A thought: Now I am wondering if the answer to Fermi is that the universe is only just now (or recently) becoming capable of making planets with enough elements for complex life? (Just came up with this in the thread about Venus' clouds and thought I should post it here too.)
One of the solutions to the Fermi Paradox is the idea that we are the first civilization in this galaxy. With the need for stars to build up the heavier elements needed to create long carbon chains. I have an issue with this, in that time moves a lot faster than most people realize. We are only 100 human lifetimes from Stonehenge. We went from advanced hunter-gatherer societies to space flight in the geologic blink of an eye. If we are 10,000 years behind everyone else, they must be so advanced that we are but ants. 100 years ago electricity was a luxury, we barely had flying machines, and health care was just starting to come into its own (Vaccines are about 100 years old, mass vaccination programs are only 60 years old). Space is big, very big. Other stars that can host planets like ours are far away and those planets are very hard to find. The James Webb Telescope will let us for the first time sample the atmospheres of exoplanets, and the TESS mission launching next week will find the targets to look at. I was listening to a telecast about TESS and they think that TESS will find 17K-20K exoplanets... we have verified just about 4K now. The question about are we alone? We will be getting closer to confirming that within the next 20 years. If we land on Europa? I hope we find DNA and bacteria. It's an exciting time to be a space nerd.

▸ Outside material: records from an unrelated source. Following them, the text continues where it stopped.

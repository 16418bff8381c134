//! Utility library shared by the manipulator control executables

// ---------------------------------------------------------------------------
// MODULES
// ---------------------------------------------------------------------------

pub mod host;
#[macro_use]
pub mod logger;
pub mod module;
pub mod params;
pub mod script_interpreter;
pub mod session;
pub mod time;

// ---------------------------------------------------------------------------
// REEXPORTS
// ---------------------------------------------------------------------------

pub use comms_if;

// ---------------------------------------------------------------------------
// MACROS
// ---------------------------------------------------------------------------

/// Log an unrecoverable error and panic.
///
/// Prefer returning a `Result` wherever the caller could plausibly handle the
/// failure, this is for states the exec cannot continue from.
#[macro_export]
macro_rules! raise_error {
    () => ({
        log::error!("Fatal error raised with no message");
        std::panic!("Fatal error");
    });
    ($fmt:expr) => ({
        log::error!("{}", $fmt);
        std::panic!("Fatal error");
    });
    ($fmt:expr, $($arg:tt)*) => ({
        log::error!("{}", std::format_args!($fmt, $($arg)*));
        std::panic!("Fatal error");
    });
}
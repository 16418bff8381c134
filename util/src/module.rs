//! Common interface for cyclic modules
//!
//! Every cyclic module in the exec implements [`State`], which fixes the
//! shape of its initialisation and per-cycle processing.

// ---------------------------------------------------------------------------
// IMPORTS
// ---------------------------------------------------------------------------

// Internal imports
use crate::session::Session;

// ---------------------------------------------------------------------------
// MODULE STATE
// ---------------------------------------------------------------------------

/// State held by a cyclic module.
///
/// A module is initialised once at executive startup and then processed every
/// cycle of the main loop. All data a module needs from the rest of the
/// executive arrives through its `InputData`, and everything it produces
/// leaves through its `OutputData` and `StatusReport`.
pub trait State {
    /// Data handed to `init`, for example the name of the module's parameter
    /// file.
    type InitData;

    /// Error produced when initialisation fails.
    type InitError;

    /// Data the module consumes each cycle.
    type InputData;

    /// Data the module produces each cycle.
    type OutputData;

    /// Per-cycle report of the module's health and notable events.
    type StatusReport;

    /// Error produced when cyclic processing fails.
    type ProcError;

    /// Initialise the module, called once at exec startup before any
    /// processing takes place.
    fn init(&mut self, init_data: Self::InitData, session: &Session)
        -> Result<(), Self::InitError>;

    /// Process one cycle, turning the input data into output data and a
    /// status report.
    fn proc(&mut self, input_data: &Self::InputData)
        -> Result<(Self::OutputData, Self::StatusReport), Self::ProcError>;
}
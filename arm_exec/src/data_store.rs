//! # Data Store
//!
//! Central state of the exec, shared between the main loop and the TC
//! processor.

use log::{info, warn};

use crate::{motion_mgr, speed_limits::SpeedLimits};

// ---------------------------------------------------------------------------
// ENUMS
// ---------------------------------------------------------------------------

/// Why the arm was put into safe mode.
#[derive(Debug, Eq, PartialEq, Copy, Clone)]
pub enum SafeModeCause {
    MakeSafeTc,
    TcClientNotConnected,
    MotionClientNotConnected,
}

// ---------------------------------------------------------------------------
// DATA STRUCTURES
// ---------------------------------------------------------------------------

/// All the state the exec carries between cycles.
#[derive(Default)]
pub struct DataStore {
    // Cycle bookkeeping
    /// Cycles completed since the exec started
    pub num_cycles: u128,

    /// True on cycles which fall on a whole second
    pub is_1_hz_cycle: bool,

    /// Session time at the start of this cycle
    pub elapsed_time_s: f64,

    // Safe mode
    /// True while the arm is in safe mode.
    pub safe: bool,

    /// The cause which put the arm into safe mode.
    pub safe_cause: Option<SafeModeCause>,

    // Speed limits
    /// The current limit settings applied to every outgoing motion demand.
    pub speed_limits: SpeedLimits,

    // MotionMgr
    pub motion_mgr: motion_mgr::MotionMgr,
    pub motion_mgr_input: motion_mgr::InputData,
    pub motion_mgr_output: motion_mgr::OutputData,
    pub motion_mgr_status_rpt: motion_mgr::StatusReport,

    // Fault counters
    /// Consecutive cycles which overran the cycle period
    pub num_consec_cycle_overruns: u64,

    /// Consecutive receive errors from the motion client
    pub num_consec_motion_recv_errors: u64,
}

// ---------------------------------------------------------------------------
// IMPLS
// ---------------------------------------------------------------------------

impl DataStore {
    /// Put the arm into safe mode for the given cause, halting any motion.
    ///
    /// If the arm is already safe the original cause is kept.
    pub fn make_safe(&mut self, cause: SafeModeCause) {
        if !self.safe {
            warn!("Entering safe mode, cause: {:?}", cause);
            self.safe = true;
            self.safe_cause = Some(cause);

            // Halt any active motion, including a command accepted earlier in
            // this cycle which the motion manager hasn't consumed yet
            self.motion_mgr.make_safe();
            self.motion_mgr_input.cmd = None;
        }
    }

    /// Try to leave safe mode by clearing the given cause.
    ///
    /// Safe mode only lifts when `cause` matches the cause that engaged it,
    /// so a `MakeUnsafe` TC cannot override a lost connection, and a
    /// returning connection cannot override an operator's `MakeSafe`. Not
    /// being in safe mode is a success.
    pub fn make_unsafe(&mut self, cause: SafeModeCause) -> Result<(), ()> {
        if !self.safe {
            return Ok(());
        }

        match self.safe_cause {
            Some(root_cause) if root_cause != cause => Err(()),
            _ => {
                self.safe = false;
                self.safe_cause = None;
                info!("Safe mode cleared, root cause was {:?}", cause);
                Ok(())
            }
        }
    }

    /// Start-of-cycle housekeeping.
    ///
    /// Wipes the per-cycle module IO, refreshes the session clock, and flags
    /// the cycles falling on whole seconds.
    pub fn cycle_start(&mut self, cycle_frequency_hz: f64) {
        self.is_1_hz_cycle = self.num_cycles % (cycle_frequency_hz as u128) == 0;

        self.motion_mgr_input = motion_mgr::InputData::default();
        self.motion_mgr_output = motion_mgr::OutputData::default();
        self.motion_mgr_status_rpt = motion_mgr::StatusReport::default();

        self.elapsed_time_s = util::session::get_elapsed_seconds();
    }
}

// ---------------------------------------------------------------------------
// TESTS
// ---------------------------------------------------------------------------
//! Parameters structure for the speed limit store

// ---------------------------------------------------------------------------
// IMPORTS
// ---------------------------------------------------------------------------

use serde::Deserialize;

// ---------------------------------------------------------------------------
// DATA STRUCTURES
// ---------------------------------------------------------------------------

/// Parameters seeding the speed limit store at startup.
///
/// Only the joint servo group is seeded from file, all other groups start from
/// their built in defaults and are changed at run time by telecommand.
#[derive(Debug, Deserialize)]
pub struct SpeedLimitsParams {
    /// Initial relative velocity factor for joint servo motions.
    ///
    /// Units: fraction of the controller maximum, dimensionless
    pub joint_servo_relative_velocity: f64,

    /// Initial relative acceleration factor for joint servo motions.
    ///
    /// Units: fraction of the controller maximum, dimensionless
    pub joint_servo_relative_acceleration: f64,
}
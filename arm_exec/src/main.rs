//! Main arm-side executable entry point.
//!
//! The exec runs a fixed-rate control cycle. Each cycle handles pending
//! telecommands first, then runs the motion manager, and finally dispatches
//! any resulting demand to the motion exec.
//!
//! Speed limits live in a store that telecommands can reconfigure at any
//! time, including between the cycles of an active servo stream. The limits
//! in force are applied to each demand immediately before it is sent, so
//! every demand leaves with the settings of the cycle it was dispatched on.

// ---------------------------------------------------------------------------
// MODULES
// ---------------------------------------------------------------------------

use arm_lib::{
    data_store::{DataStore, SafeModeCause},
    motion_client::{MotionClient, MotionClientError},
    speed_limits::{SpeedLimits, SpeedLimitsParams},
    tc_client::{TcClient, TcClientError},
    *,
};
use comms_if::{eqpt::motion::MotionDemsResponse, net::NetParams, tc::TcResponse};

mod tc_processor;

// ---------------------------------------------------------------------------
// IMPORTS
// ---------------------------------------------------------------------------

// External
use color_eyre::{
    eyre::{eyre, WrapErr},
    Result,
};
use log::{debug, error, info, warn};
use std::{
    env, thread,
    time::{Duration, Instant},
};

// Internal
use util::{
    logger::{logger_init, LevelFilter},
    module::State,
    raise_error,
    script_interpreter::{PendingTcs, ScriptInterpreter},
    session::Session,
};

// ---------------------------------------------------------------------------
// CONSTANTS
// ---------------------------------------------------------------------------

/// Length of one control cycle.
const CYCLE_PERIOD_S: f64 = 0.10;

/// Cycle rate in Hz, used to pick out the once-per-second cycles.
const CYCLE_FREQUENCY_HZ: f64 = 1.0 / CYCLE_PERIOD_S;

/// Consecutive receive errors from the motion server tolerated before safe
/// mode is engaged.
const MAX_MOTION_RECV_ERROR_LIMIT: u64 = 5;

// ---------------------------------------------------------------------------
// FUNCTIONS
// ---------------------------------------------------------------------------

fn main() -> Result<()> {
    // ---- EARLY INITIALISATION ----

    let session = Session::new("arm_exec", "sessions").wrap_err("Failed to create the session")?;

    logger_init(LevelFilter::Trace, &session).wrap_err("Could not initialise logging")?;

    info!("Manipulator Control Executable\n");
    info!("Session root: {:?}\n", session.session_root);

    // ---- LOAD PARAMETERS ----

    let net_params: NetParams =
        util::params::load("net.toml").wrap_err("Could not load the network parameters")?;

    let speed_limits_params: SpeedLimitsParams =
        util::params::load("speed_limits.toml").wrap_err("Could not load speed limits params")?;

    info!("Net and speed limit parameters loaded");

    // ---- SELECT TC SOURCE ----

    let args: Vec<String> = env::args().collect();
    debug!("CLI arguments: {:?}", args);

    // One optional argument, the path to a TC script
    let script_path = match args.len() {
        1 => None,
        2 => Some(&args[1]),
        n => {
            return Err(eyre!(
                "Expected either zero or one argument, found {}",
                n - 1
            ))
        }
    };

    let mut tc_source = match script_path {
        Some(path) => {
            info!("Executing TC script \"{}\"", path);

            let si = ScriptInterpreter::new(path).wrap_err("Failed to load script")?;

            info!(
                "Script contains {} TCs over {:.02} s\n",
                si.get_num_tcs(),
                si.get_duration()
            );

            TcSource::Script(si)
        }
        None => {
            info!("No script given, TCs will be taken from the ground server\n");
            TcSource::None
        }
    };

    // ---- INITIALISE DATASTORE ----

    info!("Initialising modules");

    let mut ds = DataStore::default();

    // Seed the speed limits store from the parameter file
    ds.speed_limits = SpeedLimits::new(&speed_limits_params);

    // ---- INITIALISE MODULES ----

    ds.motion_mgr
        .init("motion_mgr.toml", &session)
        .wrap_err("Failed to initialise MotionMgr")?;
    info!("MotionMgr init complete");

    info!("All modules initialised\n");

    // ---- INITIALISE NETWORK ----

    info!("Bringing the network up");

    let zmq_ctx = comms_if::net::zmq::Context::new();

    if matches!(tc_source, TcSource::None) {
        tc_source = TcSource::Remote(
            TcClient::new(&zmq_ctx, &net_params).wrap_err("Failed to initialise the TcClient")?,
        );
        info!("TcClient ready");
    }

    let mut motion_client =
        MotionClient::new(&zmq_ctx, &net_params).wrap_err("Failed to initialise the MotionClient")?;
    info!("MotionClient ready");

    // ---- MAIN LOOP ----

    info!("Beginning main loop\n");

    loop {
        let cycle_start_instant = Instant::now();

        // Reset the per-cycle state
        ds.cycle_start(CYCLE_FREQUENCY_HZ);

        // ---- MOTION EXEC CONNECTION ----

        // Demands are only sent on cycles with active motion, so the
        // connection has to be watched here rather than through send errors
        // alone.
        if motion_client.is_connected() {
            ds.make_unsafe(SafeModeCause::MotionClientNotConnected).ok();
        } else {
            if !ds.safe {
                error!("Connection to the MotionServer lost");
            }
            ds.make_safe(SafeModeCause::MotionClientNotConnected);
        }

        // ---- TELECOMMAND PROCESSING ----

        match tc_source {
            // Nothing to execute without a source, so stop
            TcSource::None => raise_error!("No TC source configured"),

            TcSource::Remote(ref client) => {
                // Safe mode follows the TC connection state
                if client.is_connected() {
                    ds.make_unsafe(SafeModeCause::TcClientNotConnected).ok();
                } else {
                    ds.make_safe(SafeModeCause::TcClientNotConnected);
                }

                // Drain all TCs waiting on the socket
                loop {
                    match client.receive_tc() {
                        Ok(Some(tc)) => {
                            // The processor refuses motion while in safe mode, so remote and
                            // script sources share a single gate
                            let response = tc_processor::exec(&mut ds, &tc);

                            match client.send_response(response) {
                                Ok(_) => (),
                                Err(e) => warn!("Could not respond to TC: {}", e),
                            }
                        }
                        Ok(None) => break,
                        Err(TcClientError::NotConnected) => {
                            if !ds.safe {
                                error!("Connection to the TC server lost");
                            }

                            ds.make_safe(SafeModeCause::TcClientNotConnected);
                            break;
                        }
                        Err(TcClientError::TcParseError(e)) => {
                            warn!("Could not parse received TC: {}", e);
                            break;
                        }
                        Err(e) => {
                            return Err(e)
                                .wrap_err("An error occurred while receiving TCs from the server")
                        }
                    }
                }
            }

            TcSource::Script(ref mut si) => match si.get_pending_tcs() {
                PendingTcs::None => (),
                PendingTcs::Some(tc_vec) => {
                    for tc in &tc_vec {
                        let response = tc_processor::exec(&mut ds, tc);

                        if response != TcResponse::Ok {
                            warn!("TC from script got response {:?}: {:#?}", response, tc);
                        }
                    }
                }
                // Script finished, end the exec
                PendingTcs::EndOfScript => {
                    info!("End of TC script reached, stopping");
                    break;
                }
            },
        }

        // ---- 1 HZ TASKS ----

        if ds.is_1_hz_cycle && ds.safe {
            info!("In safe mode, cause: {:?}", ds.safe_cause);
        }

        // ---- CONTROL ALGORITHM PROCESSING ----

        match ds.motion_mgr.proc(&ds.motion_mgr_input) {
            Ok((o, r)) => {
                ds.motion_mgr_output = o;
                ds.motion_mgr_status_rpt = r;
            }
            // A failed proc means the command was rejected, not that the exec
            // is broken, so warn and carry on
            Err(e) => warn!("Error during MotionMgr processing: {}", e),
        }

        if ds.motion_mgr_status_rpt.servo_stream_stale {
            warn!("Servo target stream went stale, stopping servo motion");
        }

        // ---- DEMAND DISPATCH ----

        if let Some(mut dems) = ds.motion_mgr_output.dems {
            // Apply the limits in force on this cycle before the demand leaves
            ds.speed_limits.apply(&mut dems);

            match motion_client.send_demands(&dems) {
                Ok(MotionDemsResponse::DemsOk) => {
                    ds.num_consec_motion_recv_errors = 0;
                }
                Ok(r) => warn!("Received non-nominal response from MotionServer: {:?}", r),
                Err(MotionClientError::NotConnected) => {
                    if !ds.safe {
                        error!("Connection to the MotionServer lost");
                    }
                    ds.make_safe(SafeModeCause::MotionClientNotConnected);
                }
                Err(MotionClientError::RecvError(_)) => {
                    ds.num_consec_motion_recv_errors += 1;

                    if ds.num_consec_motion_recv_errors > MAX_MOTION_RECV_ERROR_LIMIT {
                        if !ds.safe {
                            error!(
                                "MotionClient receive error limit ({}) exceeded",
                                MAX_MOTION_RECV_ERROR_LIMIT
                            );
                        }
                        ds.make_safe(SafeModeCause::MotionClientNotConnected);
                    }
                }
                Err(e) => warn!("MotionClient processing error: {}", e),
            }
        }

        // ---- CYCLE MANAGEMENT ----

        let cycle_dur = cycle_start_instant.elapsed();

        match Duration::from_secs_f64(CYCLE_PERIOD_S).checked_sub(cycle_dur) {
            Some(remaining) => {
                ds.num_consec_cycle_overruns = 0;
                thread::sleep(remaining);
            }
            None => {
                warn!(
                    "Cycle overrun of {:.06} s",
                    cycle_dur.as_secs_f64() - CYCLE_PERIOD_S
                );
                ds.num_consec_cycle_overruns += 1;
            }
        }

        ds.num_cycles += 1;
    }

    // ---- SHUTDOWN ----

    info!("Execution finished");

    session.exit();

    Ok(())
}

// ---------------------------------------------------------------------------
// ENUMS
// ---------------------------------------------------------------------------

/// Where the exec's telecommands come from.
enum TcSource {
    None,
    Remote(TcClient),
    Script(ScriptInterpreter),
}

I have a hard time believing we could be the first. Perhaps one of the earliest? The more places we go poking around in our solar system, the more places we find that life could possibly exist. What if we find microbes all over our system, and what if we are all related? How could we ever figure out who came first?
Planets have been around for a while it seems. Now, imagine an earth-like planet, with liquid water and enough carbon, nitrogen, iron, and oxygen to get the ball rolling, but life in this theoretical world has a 50 million year head start from our planet. 50 million years ago is not that long in the timeframe of a 14 Billion year old universe. I love this idea, this line of questioning because it gets into chemistry, physics, deep time, philosophy, history, astronomy and always generates good discussions at events. I believe that there is life out there. It may even be looking up in our direction. But I doubt that there will be any contact with 'aliens' in my lifetime. I do think we will 100% find confirmed living bacteria, and maybe basic multi-celular life in places like Enceladus and Europa in my lifetime. Here is a curve ball for you, just something to think about. I hope that life looks exactly like life on earth. If we find living things out there in the solar system and it looks different than earth life? Then the concept of a Great filter gets really fucking terrifying. If life pops up on 3-4 places in a solar system, and we have no evidence of sentient life out there in space, maybe there is a filter we are approaching that no other living thing was able to break through. IF, however, all that life is the same amino acids and DNA as earth life, that starts to look like life started once in the solar system then spread through asteroid and comet impacts. We know life can survive in space and we know that rocks from the earth and Mars and the Asteroid Belt interact with each other over time. Either thought is both amazing and terrifying to contemplate.
I wonder if there are other elements which can take the place of phosphorus in our biology (or that of an alien species)? I know there are illnesses that are caused when our bodies take in certain elements and they take the place of others in some process, which works but isn't quite right.
http://periodictable.com/Properties/A/UniverseAbundance.v.log.html If I am understanding this table correctly, there is a whole lot more arsenic out there than phosphorus, so if biology can take a slightly different route, the lack of phosphorus is not necessarily as big of an issue as it might seem (to us who are dependent upon it)?